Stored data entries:
__________________________________________________

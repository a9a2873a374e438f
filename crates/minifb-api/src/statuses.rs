use axum::{Extension, Json, extract::State, http::StatusCode, response::IntoResponse};
use uuid::Uuid;

use minifb_social::Attachment;
use minifb_types::api::{
    FailedAttachmentResponse, PostStatusRequest, PostStatusResponse, UpdateStatusRequest,
};
use minifb_types::models::AccountId;

use crate::error::ApiError;
use crate::extract::{ApiJson, ApiPath};
use crate::state::{AppState, blocking};

/// POST /me/statuses — publish a status with optional attachments.
/// Attachments that could not be recorded are listed in the response; the
/// post itself still stands.
pub async fn post_status(
    State(state): State<AppState>,
    Extension(account): Extension<AccountId>,
    ApiJson(req): ApiJson<PostStatusRequest>,
) -> Result<impl IntoResponse, ApiError> {
    let attachments: Vec<Attachment> = req
        .attachments
        .into_iter()
        .map(|a| Attachment { file_ref: a.file_ref, caption: a.caption })
        .collect();

    let post = blocking(&state, move |db| {
        let me = minifb_social::profile_for_account(db, account)?;
        minifb_social::post_status(db, &me, &req.message, attachments)
    })
    .await?;

    Ok((
        StatusCode::CREATED,
        Json(PostStatusResponse {
            status: post.status,
            failed_attachments: post
                .failed_attachments
                .into_iter()
                .map(|f| FailedAttachmentResponse { index: f.index, error: f.error })
                .collect(),
        }),
    ))
}

/// PATCH /statuses/{id} — owner edits the body.
pub async fn update_status(
    State(state): State<AppState>,
    ApiPath(status_id): ApiPath<Uuid>,
    Extension(account): Extension<AccountId>,
    ApiJson(req): ApiJson<UpdateStatusRequest>,
) -> Result<impl IntoResponse, ApiError> {
    let status = blocking(&state, move |db| {
        let me = minifb_social::profile_for_account(db, account)?;
        minifb_social::update_status(db, &me, status_id, &req.message)
    })
    .await?;

    Ok(Json(status))
}

/// DELETE /statuses/{id} — owner removes the post.
pub async fn delete_status(
    State(state): State<AppState>,
    ApiPath(status_id): ApiPath<Uuid>,
    Extension(account): Extension<AccountId>,
) -> Result<impl IntoResponse, ApiError> {
    blocking(&state, move |db| {
        let me = minifb_social::profile_for_account(db, account)?;
        minifb_social::delete_status(db, &me, status_id)
    })
    .await?;

    Ok(StatusCode::NO_CONTENT)
}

__________________________________________________

(EXERCISE DETAILS)
Once you find the line with "use crate::error::ApiError;" above, print it and every line after it up to and including the line with "let post = blocking(&state, move", exactly as written and nothing else.

(SOLUTION TO THE EXERCISE)
use crate::error::ApiError;
use crate::extract::{ApiJson, ApiPath};
use crate::state::{AppState, blocking};

/// POST /me/statuses — publish a status with optional attachments.
/// Attachments that could not be recorded are listed in the response; the
/// post itself still stands.
pub async fn post_status(
    State(state): State<AppState>,
    Extension(account): Extension<AccountId>,
    ApiJson(req): ApiJson<PostStatusRequest>,
) -> Result<impl IntoResponse, ApiError> {
    let attachments: Vec<Attachment> = req
        .attachments
        .into_iter()
        .map(|a| Attachment { file_ref: a.file_ref, caption: a.caption })
        .collect();

    let post = blocking(&state, move |db| {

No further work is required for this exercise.